Nick Smith on the importance of turning Japanese in the changing western world.

Honest answers now: are you really stretching yourself in your current position? Or are you content in the comfort zone? Potential Rising Stars reading this will know all about the ‘Kaizen’ concept: the Japanese philosophy of continued learning and development.

“The idea of striving to improve yourself is part of the Japanese culture, but this ethos isn’t widespread in the UK,” says Inchcape group human resources director Nick Smith. “We want to change that.”

In conjunction with Loughborough University, Smith has overseen the creation of the Inchcape Retail Academy; it takes its first 16 students this week (April 21). He has also presided over a leadership programme for senior Inchcape managers, of whom 85 have so far completed the course.

Since joining Inchcape two years ago, Smith has overhauled the HR department following a period of severe under investment subsequent to the group’s withdrawal from non-core, non-automotive operations across the world. “HR is nothing unless it helps to improve business performance.

Inchcape is a ‘people intensive’ business which, from a HR perspective, is fantastic,” he says.

Smith epitomises the benefits companies can expect if they look outside the motor industry when seeking to fill management positions. This non-automotive retail specialist has adjusted with apparent ease. But after an early career dominated by telecommunications – first BT and then, via KPMG, Cable & Wireless – why did he decide to switch careers?

“The automotive sector didn’t appeal as much as Inchcape itself. It’s an international company with lots of interesting complexities from the retail, import and distribution ventures,” Smith says. “This is a company on a journey with a clear strategy, terrific business and successful people. It’s important to work with people from whom you can learn from and be stimulated.

Inchcape has a senior management team with enormous drive and integrity, and a successful track record.”

Arguably his career-defining move was to Cable & Wireless in 1995: firstly because it saw his gradual repositioning from general manager to human resources manager; secondly because it offered an opportunity to gain experience abroad. But not in Europe, or even America – in Australia.

Smith got the job after completing a report for the company while at management consultant KPMG. “They liked the report and its recommendations and felt I was the person to manage the project,” he says.

At the end of 1998 he went to Australia to develop a remuneration framework at C&W’s newly acquired company, Optus. In 2000 he became HR director. “I needed international experience, which made me think a lot more about how to interact with different people. It sensitises you, but also toughens you up and was pivotal in terms of building self-confidence.”

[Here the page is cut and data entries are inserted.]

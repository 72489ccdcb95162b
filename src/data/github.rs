use serde::Deserialize;
use tracing::{debug, info};

use super::LoadError;

pub const DEFAULT_OWNER: &str = "Kevin-LWC";
pub const DEFAULT_REPO: &str = "Aprender-Verbos-en-Ingles";
pub const DEFAULT_FOLDER: &str = "data";
pub const DEFAULT_CATEGORY: &str = "verbs";

const API_ROOT: &str = "https://api.github.com/repos";

/// A folder of JSON drill files in a GitHub repository, one sub-folder per
/// category.
#[derive(Debug, Clone, PartialEq, Eq)]
pub struct Catalog {
    pub owner: String,
    pub repo: String,
    pub folder: String,
}

impl Default for Catalog {
    fn default() -> Self {
        Self {
            owner: DEFAULT_OWNER.to_string(),
            repo: DEFAULT_REPO.to_string(),
            folder: DEFAULT_FOLDER.to_string(),
        }
    }
}

/// Entry of the GitHub contents API listing.
#[derive(Debug, Deserialize)]
struct ContentEntry {
    name: String,
    download_url: Option<String>,
}

/// A downloadable JSON file in the catalog.
#[derive(Debug, Clone, PartialEq, Eq)]
pub struct RemoteFile {
    pub name: String,
    pub download_url: String,
}

impl RemoteFile {
    /// `phrasal_verbs_1.json` is shown as `PHRASAL VERBS 1`.
    pub fn display_name(&self) -> String {
        self.name
            .strip_suffix(".json")
            .unwrap_or(&self.name)
            .replace('_', " ")
            .to_uppercase()
    }

    fn matches(&self, wanted: &str) -> bool {
        let wanted = wanted.trim();
        self.name.eq_ignore_ascii_case(wanted)
            || self
                .name
                .strip_suffix(".json")
                .is_some_and(|stem| stem.eq_ignore_ascii_case(wanted))
            || self.display_name().eq_ignore_ascii_case(wanted)
    }
}

impl Catalog {
    pub fn listing_url(&self, category: &str) -> String {
        format!(
            "{}/{}/{}/contents/{}/{}",
            API_ROOT, self.owner, self.repo, self.folder, category
        )
    }

    /// List the JSON files of a category.
    pub async fn list(
        &self,
        client: &reqwest::Client,
        category: &str,
    ) -> Result<Vec<RemoteFile>, LoadError> {
        let url = self.listing_url(category);
        debug!(%url, "listing catalog");

        let entries: Vec<ContentEntry> = client
            .get(&url)
            .send()
            .await?
            .error_for_status()?
            .json()
            .await?;

        let files = json_files(entries);
        if files.is_empty() {
            return Err(LoadError::NoJsonFiles(format!("{}/{}", self.folder, category)));
        }

        info!(category, count = files.len(), "listed catalog files");
        Ok(files)
    }
}

fn json_files(entries: Vec<ContentEntry>) -> Vec<RemoteFile> {
    entries
        .into_iter()
        .filter(|entry| entry.name.ends_with(".json"))
        .filter_map(|entry| {
            Some(RemoteFile {
                download_url: entry.download_url?,
                name: entry.name,
            })
        })
        .collect()
}

/// Choose a file by 1-based number or by name. Without a choice the first
/// file is used.
pub(super) fn pick<'a>(
    files: &'a [RemoteFile],
    wanted: Option<&str>,
) -> Result<&'a RemoteFile, LoadError> {
    let Some(wanted) = wanted else {
        return files
            .first()
            .ok_or_else(|| LoadError::NoJsonFiles("the catalog".to_string()));
    };

    let found = match wanted.trim().parse::<usize>() {
        Ok(number) => number.checked_sub(1).and_then(|index| files.get(index)),
        Err(_) => files.iter().find(|file| file.matches(wanted)),
    };

    found.ok_or_else(|| LoadError::UnknownFile(wanted.to_string()))
}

Returning to the UK in July 2001 after Optus was sold, Smith found the landscape had changed – C&W had sold lots of its business divisions to concentrate on the internet. “It was clear that a massive downsizing was required and I spent the next 15 months laying off around 5,000 people out of a 16,000 workforce. It was unpleasant and difficult, but building too,” he says.

“But I knew 5,000 wasn’t enough and it became clear to me this wasn’t a business I wanted to spend too much time in.”

He took a redundancy package and cast himself into the job market. With some financial security, Smith was able to cherry pick. He calls it a “cathartic event” – a chance to look around at other industries, and an opportunity for some charity work (meals on wheels three times a week and gardening at a disability centre).

“It’s easy to lose touch with reality when you’ve been travelling the world. After years of a corporate life, this was a real jolt. Inchcape gave me the chance to keep learning from some highly respected people such as Peter Johnson and Sir John Egan, who have successful track records,” says Smith.

“That’s what I’m looking for as a Rising Stars judge: someone who is open-minded, flexible and can lead, but also someone with a large degree of humility. They need to be always learning and looking to continually improve themselves. That’s the Kaizen principle.”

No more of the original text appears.